Barack Obama, America's CEO
On Obama: What does his presidency teach America about how black executives lead?
"On Obama" is a weekly column about Barack Obama and American politics.
On the morning of Nov. 5, 2008, the day after Barack Obama's election, I sat in the office of my Chicago apartment, filled, like most Americans, with a peculiar sense of hope. It seemed that in electing the country's first black chief executive, we'd finally taken a huge step toward becoming a true meritocracy. My friends -- an educated, well-traveled, multiethnic bunch, very much a reflection of Obama's world -- were convinced that the moment signaled the country's new understanding of the tricky road talented African Americans climbed toward professional success -- the "double consciousness" that W.E.B. Du Bois described.
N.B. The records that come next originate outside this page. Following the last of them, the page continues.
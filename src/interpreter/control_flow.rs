//! Non-local control flow as plain values.
//!
//! `break`, `continue`, `return` and `exit` bubble up the executor
//! recursion as `ControlFlow` markers on an otherwise ordinary outcome,
//! distinct from errors.

#[derive(Debug, Clone, Copy, PartialEq, Eq)]
pub enum ControlFlow {
    None,
    /// Unwind `n` enclosing loops.
    Break(u32),
    /// Unwind to the top of the `n`th enclosing loop.
    Continue(u32),
    /// Unwind to the enclosing function call or sourced script.
    Return,
    /// Terminate the shell (EXIT trap still runs).
    Exit,
}

#[derive(Debug, Clone, Copy)]
pub struct ExecOutcome {
    pub status: i32,
    pub flow: ControlFlow,
}

impl ExecOutcome {
    pub fn status(status: i32) -> Self {
        Self { status, flow: ControlFlow::None }
    }

    pub fn success() -> Self {
        Self::status(0)
    }

    pub fn exit(status: i32) -> Self {
        Self { status, flow: ControlFlow::Exit }
    }

    pub fn is_unwinding(&self) -> bool {
        self.flow != ControlFlow::None
    }
}
//! umask - query or set the file-creation mask (numeric form).

use nix::sys::stat::{umask, Mode};

use crate::interpreter::control_flow::ExecOutcome;
use crate::interpreter::errors::ExecError;
use crate::interpreter::interpreter::Interpreter;

pub fn handle_umask(interp: &mut Interpreter, args: &[String]) -> Result<ExecOutcome, ExecError> {
    match args.iter().find(|a| !a.starts_with('-')) {
        None => {
            // Read without changing: set then restore.
            let current = umask(Mode::empty());
            umask(current);
            println!("{:04o}", current.bits());
            Ok(ExecOutcome::success())
        }
        Some(arg) => match u32::from_str_radix(arg, 8) {
            Ok(bits) if bits <= 0o777 => {
                umask(Mode::from_bits_truncate(bits as nix::libc::mode_t));
                Ok(ExecOutcome::success())
            }
            _ => {
                interp.diagnostic(&format!("umask: {}: octal number out of range", arg));
                Ok(ExecOutcome::status(1))
            }
        },
    }
}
Post-civil rights era blacks who'd invested years overachieving at the best schools and cultivating key relationships at top firms now had more reason to believe that we'd have a credible shot at making partner. Or becoming senior managers at new-media outlets that had apparently broken from the old guard.
Of all the narratives crafted about Barack Obama's presidency so far, few have seriously explored a richly distinctive vein: What is Obama's tenure teaching America about how black executives -- particularly men -- lead? And what role will race play in his assessment this November?
These are hardly trivial questions. Nearly a half-century after the civil rights movement's peak, senior black executives remain a relatively rare phenomenon. The pot of Fortune 500 CEOs who are black is so small, they can be counted on one hand: notably Ursula Burns, of Xerox; Kenneth Chenault, of American Express; and Clarence Otis Jr., of Darden Restaurants, the $7.5 billion purveyor of Olive Garden and Red Lobster.
In many ways, Obama is like any other senior black executive at a blue-chip firm -- except, of course, his case is extraordinarily magnified. It takes a certain mix of restraint and audacity to believe that one can climb from organizing residents on Chicago's South Side to the corner suite -- or the White House -- and still keep a sense of blackness, however that's defined, intact.